Look through the lines below and extract any with the word "list".

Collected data
▼▼▼

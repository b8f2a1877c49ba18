//! Recency-ordered key/value store with O(1) promotion and eviction.
//!
//! Entries live in a `Vec` arena and are chained into a doubly linked list by
//! index: the head is the most recently touched entry, the tail the least. A
//! `HashMap` maps each key to its arena slot. Removing an entry swaps the last
//! arena slot into the hole and relinks it, so the arena never has gaps.

use std::collections::HashMap;
use std::fmt::{self, Debug};
use std::hash::Hash;

use crate::ConfigError;

/// Null link in the recency list.
const NIL: usize = usize::MAX;

struct Node<K, V> {
    key: K,
    value: V,
    prev: usize,
    next: usize,
}

/// Bounded set of entries kept in recency order.
///
/// The index never evicts on its own: callers insert with
/// [`insert_front`](CacheIndex::insert_front) and then trim with
/// [`evict_while_over_capacity`](CacheIndex::evict_while_over_capacity).
///
/// # Examples
///
/// ```
/// use lrumemo_core::CacheIndex;
///
/// let mut index = CacheIndex::new(2).unwrap();
/// index.insert_front("a", 1);
/// index.insert_front("b", 2);
///
/// // touching "a" makes "b" the least recently used entry
/// assert_eq!(index.lookup(&"a"), Some(&1));
///
/// index.insert_front("c", 3);
/// assert_eq!(index.evict_while_over_capacity(), 1);
/// assert_eq!(index.keys(), vec!["c", "a"]);
/// ```
pub struct CacheIndex<K, V> {
    capacity: usize,
    map: HashMap<K, usize>,
    nodes: Vec<Node<K, V>>,
    head: usize,
    tail: usize,
}

impl<K, V> Debug for CacheIndex<K, V>
where
    K: Debug,
{
    fn fmt(&self, f: &mut fmt::Formatter<'_>) -> fmt::Result {
        f.debug_struct("CacheIndex")
            .field("capacity", &self.capacity)
            .field("keys", &self.iter().map(|(k, _)| k).collect::<Vec<_>>())
            .finish()
    }
}

impl<K, V> CacheIndex<K, V> {
    /// Most recently used entry.
    pub fn front(&self) -> Option<(&K, &V)> {
        self.entry(self.head)
    }

    /// Least recently used entry, the next one to be evicted.
    pub fn back(&self) -> Option<(&K, &V)> {
        self.entry(self.tail)
    }

    /// Iterates over the entries, most recently used first.
    pub fn iter(&self) -> Iter<'_, K, V> {
        Iter {
            nodes: &self.nodes,
            cursor: self.head,
            remaining: self.nodes.len(),
        }
    }

    pub fn len(&self) -> usize {
        self.nodes.len()
    }

    pub fn is_empty(&self) -> bool {
        self.nodes.is_empty()
    }

    pub fn capacity(&self) -> usize {
        self.capacity
    }

    fn entry(&self, slot: usize) -> Option<(&K, &V)> {
        self.nodes.get(slot).map(|node| (&node.key, &node.value))
    }
}

impl<K: Hash + Eq + Clone, V> CacheIndex<K, V> {
    /// Creates an empty index holding at most `capacity` entries once trimmed.
    ///
    /// # Errors
    ///
    /// [`ConfigError::InvalidCapacity`] when `capacity` is 0.
    pub fn new(capacity: usize) -> Result<Self, ConfigError> {
        if capacity < 1 {
            return Err(ConfigError::InvalidCapacity { capacity });
        }
        Ok(Self {
            capacity,
            // one extra slot: an insertion happens before the trim
            map: HashMap::with_capacity(capacity.saturating_add(1)),
            nodes: Vec::with_capacity(capacity.saturating_add(1)),
            head: NIL,
            tail: NIL,
        })
    }

    /// Returns the value for `key` and moves it to the front of the recency order.
    ///
    /// A miss leaves the index untouched.
    pub fn lookup(&mut self, key: &K) -> Option<&V> {
        let slot = self.slot(key)?;
        Some(self.promote(slot))
    }

    /// Returns the value for `key` without changing the recency order.
    pub fn peek(&self, key: &K) -> Option<&V> {
        self.map.get(key).map(|&slot| &self.nodes[slot].value)
    }

    /// Returns true if `key` is cached. Does not promote it.
    pub fn contains(&self, key: &K) -> bool {
        self.map.contains_key(key)
    }

    /// Inserts a new entry at the front of the recency order.
    ///
    /// The key is expected to be absent. If it is present anyway, its previous
    /// entry is dropped first, so the key set stays unique.
    pub fn insert_front(&mut self, key: K, value: V) {
        debug_assert!(!self.contains(&key), "insert_front on a cached key");
        self.remove(&key);

        let slot = self.nodes.len();
        self.nodes.push(Node {
            key: key.clone(),
            value,
            prev: NIL,
            next: NIL,
        });
        self.link_front(slot);
        self.map.insert(key, slot);
    }

    /// Drops entries from the back of the recency order until the index fits
    /// its capacity. Returns how many entries were evicted.
    pub fn evict_while_over_capacity(&mut self) -> usize {
        let mut evicted = 0;
        while self.len() > self.capacity {
            if self.pop_back().is_none() {
                break;
            }
            evicted += 1;
        }
        evicted
    }

    /// Removes and returns the least recently used entry.
    pub fn pop_back(&mut self) -> Option<(K, V)> {
        if self.tail == NIL {
            return None;
        }
        let slot = self.tail;
        self.map.remove(&self.nodes[slot].key);
        self.unlink(slot);
        let node = self.detach(slot);
        Some((node.key, node.value))
    }

    /// Removes `key` from the index, returning its value.
    pub fn remove(&mut self, key: &K) -> Option<V> {
        let slot = self.map.remove(key)?;
        self.unlink(slot);
        Some(self.detach(slot).value)
    }

    /// Snapshot of the cached keys, most recently used first.
    pub fn keys(&self) -> Vec<K> {
        self.iter().map(|(k, _)| k.clone()).collect()
    }

    /// Drops every entry. The capacity is kept.
    pub fn clear(&mut self) {
        self.map.clear();
        self.nodes.clear();
        self.head = NIL;
        self.tail = NIL;
    }

    /// Arena slot of `key`, if cached.
    pub(crate) fn slot(&self, key: &K) -> Option<usize> {
        self.map.get(key).copied()
    }

    /// Moves the entry at `slot` to the front and returns its value.
    pub(crate) fn promote(&mut self, slot: usize) -> &V {
        if slot != self.head {
            self.unlink(slot);
            self.link_front(slot);
        }
        &self.nodes[slot].value
    }

    /// Value of the most recently used entry.
    ///
    /// # Panics
    ///
    /// Panics if the index is empty.
    pub(crate) fn most_recent(&self) -> &V {
        &self.nodes[self.head].value
    }

    fn link_front(&mut self, slot: usize) {
        let old_head = self.head;
        self.nodes[slot].prev = NIL;
        self.nodes[slot].next = old_head;
        if old_head == NIL {
            self.tail = slot;
        } else {
            self.nodes[old_head].prev = slot;
        }
        self.head = slot;
    }

    fn unlink(&mut self, slot: usize) {
        let (prev, next) = (self.nodes[slot].prev, self.nodes[slot].next);
        if prev == NIL {
            self.head = next;
        } else {
            self.nodes[prev].next = next;
        }
        if next == NIL {
            self.tail = prev;
        } else {
            self.nodes[next].prev = prev;
        }
        self.nodes[slot].prev = NIL;
        self.nodes[slot].next = NIL;
    }

    /// Takes an unlinked node out of the arena. The last node is moved into
    /// the freed slot and its neighbours and map entry are repointed.
    fn detach(&mut self, slot: usize) -> Node<K, V> {
        let node = self.nodes.swap_remove(slot);
        if slot < self.nodes.len() {
            let (prev, next) = (self.nodes[slot].prev, self.nodes[slot].next);
            if prev == NIL {
                self.head = slot;
            } else {
                self.nodes[prev].next = slot;
            }
            if next == NIL {
                self.tail = slot;
            } else {
                self.nodes[next].prev = slot;
            }
            if let Some(moved) = self.map.get_mut(&self.nodes[slot].key) {
                *moved = slot;
            }
        }
        node
    }
}

/// Iterator over a [`CacheIndex`], most recently used first.
pub struct Iter<'a, K, V> {
    nodes: &'a [Node<K, V>],
    cursor: usize,
    remaining: usize,
}

impl<'a, K, V> Iterator for Iter<'a, K, V> {
    type Item = (&'a K, &'a V);

    fn next(&mut self) -> Option<Self::Item> {
        let node = self.nodes.get(self.cursor)?;
        self.cursor = node.next;
        self.remaining -= 1;
        Some((&node.key, &node.value))
    }

    fn size_hint(&self) -> (usize, Option<usize>) {
        (self.remaining, Some(self.remaining))
    }
}

impl<K, V> ExactSizeIterator for Iter<'_, K, V> {}

#[cfg(test)]
mod tests {
    use super::*;

    fn index_of(capacity: usize, keys: &[u32]) -> CacheIndex<u32, u32> {
        let mut index = CacheIndex::new(capacity).unwrap();
        for &k in keys {
            index.insert_front(k, k * 10);
        }
        index
    }

    /// Walks the list backwards and checks it against the forward walk and the map.
    fn assert_consistent(index: &CacheIndex<u32, u32>) {
        let forward = index.keys();
        let mut backward = Vec::new();
        let mut cursor = index.tail;
        while cursor != NIL {
            backward.push(index.nodes[cursor].key);
            cursor = index.nodes[cursor].prev;
        }
        backward.reverse();
        assert_eq!(forward, backward);
        assert_eq!(forward.len(), index.map.len());
        for (slot, node) in index.nodes.iter().enumerate() {
            assert_eq!(index.map.get(&node.key), Some(&slot));
        }
    }

    #[test]
    fn test_zero_capacity_rejected() {
        let result = CacheIndex::<u32, u32>::new(0);
        assert_eq!(
            result.err(),
            Some(ConfigError::InvalidCapacity { capacity: 0 })
        );
    }

    #[test]
    fn test_insert_front_order() {
        let index = index_of(5, &[1, 2, 3]);
        assert_eq!(index.keys(), vec![3, 2, 1]);
        assert_eq!(index.front(), Some((&3, &30)));
        assert_eq!(index.back(), Some((&1, &10)));
        assert_consistent(&index);
    }

    #[test]
    fn test_lookup_promotes() {
        let mut index = index_of(5, &[1, 2, 3]);
        assert_eq!(index.lookup(&1), Some(&10));
        assert_eq!(index.keys(), vec![1, 3, 2]);
        assert_eq!(index.lookup(&2), Some(&20));
        assert_eq!(index.keys(), vec![2, 1, 3]);
        assert_consistent(&index);
    }

    #[test]
    fn test_lookup_miss_has_no_effect() {
        let mut index = index_of(5, &[1, 2]);
        assert_eq!(index.lookup(&9), None);
        assert_eq!(index.keys(), vec![2, 1]);
    }

    #[test]
    fn test_peek_does_not_promote() {
        let index = index_of(5, &[1, 2]);
        assert_eq!(index.peek(&1), Some(&10));
        assert_eq!(index.keys(), vec![2, 1]);
    }

    #[test]
    fn test_evict_while_over_capacity() {
        let mut index = index_of(2, &[1, 2, 3, 4]);
        assert_eq!(index.len(), 4);
        assert_eq!(index.evict_while_over_capacity(), 2);
        assert_eq!(index.keys(), vec![4, 3]);
        assert!(!index.contains(&1));
        assert!(!index.contains(&2));
        assert_consistent(&index);

        assert_eq!(index.evict_while_over_capacity(), 0);
    }

    #[test]
    fn test_evicts_least_recently_used() {
        let mut index = index_of(3, &[1, 2, 3]);
        let _ = index.lookup(&1);
        index.insert_front(4, 40);
        index.evict_while_over_capacity();
        assert_eq!(index.keys(), vec![4, 1, 3]);
        assert_consistent(&index);
    }

    #[test]
    fn test_remove_middle_head_tail() {
        let mut index = index_of(10, &[1, 2, 3, 4, 5]);
        assert_eq!(index.remove(&3), Some(30));
        assert_consistent(&index);
        assert_eq!(index.remove(&5), Some(50));
        assert_consistent(&index);
        assert_eq!(index.remove(&1), Some(10));
        assert_consistent(&index);
        assert_eq!(index.keys(), vec![4, 2]);
        assert_eq!(index.remove(&1), None);
    }

    #[test]
    fn test_pop_back_until_empty() {
        let mut index = index_of(10, &[1, 2, 3]);
        assert_eq!(index.pop_back(), Some((1, 10)));
        assert_eq!(index.pop_back(), Some((2, 20)));
        assert_eq!(index.pop_back(), Some((3, 30)));
        assert_eq!(index.pop_back(), None);
        assert!(index.is_empty());
        assert_eq!(index.front(), None);
    }

    #[test]
    fn test_insert_existing_key_replaces() {
        let mut index = index_of(10, &[1, 2]);
        index.remove(&1);
        index.insert_front(1, 11);
        assert_eq!(index.keys(), vec![1, 2]);
        assert_eq!(index.peek(&1), Some(&11));
        assert_consistent(&index);
    }

    #[test]
    fn test_clear_keeps_capacity() {
        let mut index = index_of(3, &[1, 2, 3]);
        index.clear();
        assert!(index.is_empty());
        assert_eq!(index.capacity(), 3);
        index.insert_front(7, 70);
        assert_eq!(index.keys(), vec![7]);
        assert_consistent(&index);
    }

    #[test]
    fn test_iter_len() {
        let index = index_of(10, &[1, 2, 3]);
        let iter = index.iter();
        assert_eq!(iter.len(), 3);
        let values: Vec<u32> = iter.map(|(_, v)| *v).collect();
        assert_eq!(values, vec![30, 20, 10]);
    }

    #[test]
    fn test_random_operations_against_model() {
        let mut rng = fastrand::Rng::with_seed(0x5eed);
        let mut index = CacheIndex::new(8).unwrap();
        // most recent first
        let mut model: Vec<u32> = Vec::new();

        for _ in 0..5_000 {
            let key = rng.u32(0..20);
            match rng.u8(0..3) {
                0 => {
                    let hit = index.lookup(&key).is_some();
                    assert_eq!(hit, model.contains(&key));
                    if let Some(pos) = model.iter().position(|&k| k == key) {
                        model.remove(pos);
                        model.insert(0, key);
                    }
                }
                1 => {
                    if !index.contains(&key) {
                        index.insert_front(key, key * 10);
                        model.insert(0, key);
                        index.evict_while_over_capacity();
                        model.truncate(8);
                    }
                }
                _ => {
                    let removed = index.remove(&key).is_some();
                    let pos = model.iter().position(|&k| k == key);
                    assert_eq!(removed, pos.is_some());
                    if let Some(pos) = pos {
                        model.remove(pos);
                    }
                }
            }
            assert!(index.len() <= 8);
            assert_eq!(index.keys(), model);
        }
        assert_consistent(&index);
    }
}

▲▲▲

*Answer box*.
//! Entries live in a `Vec` arena and are chained into a doubly linked list by
/// Null link in the recency list.
    /// Walks the list backwards and checks it against the forward walk and the map.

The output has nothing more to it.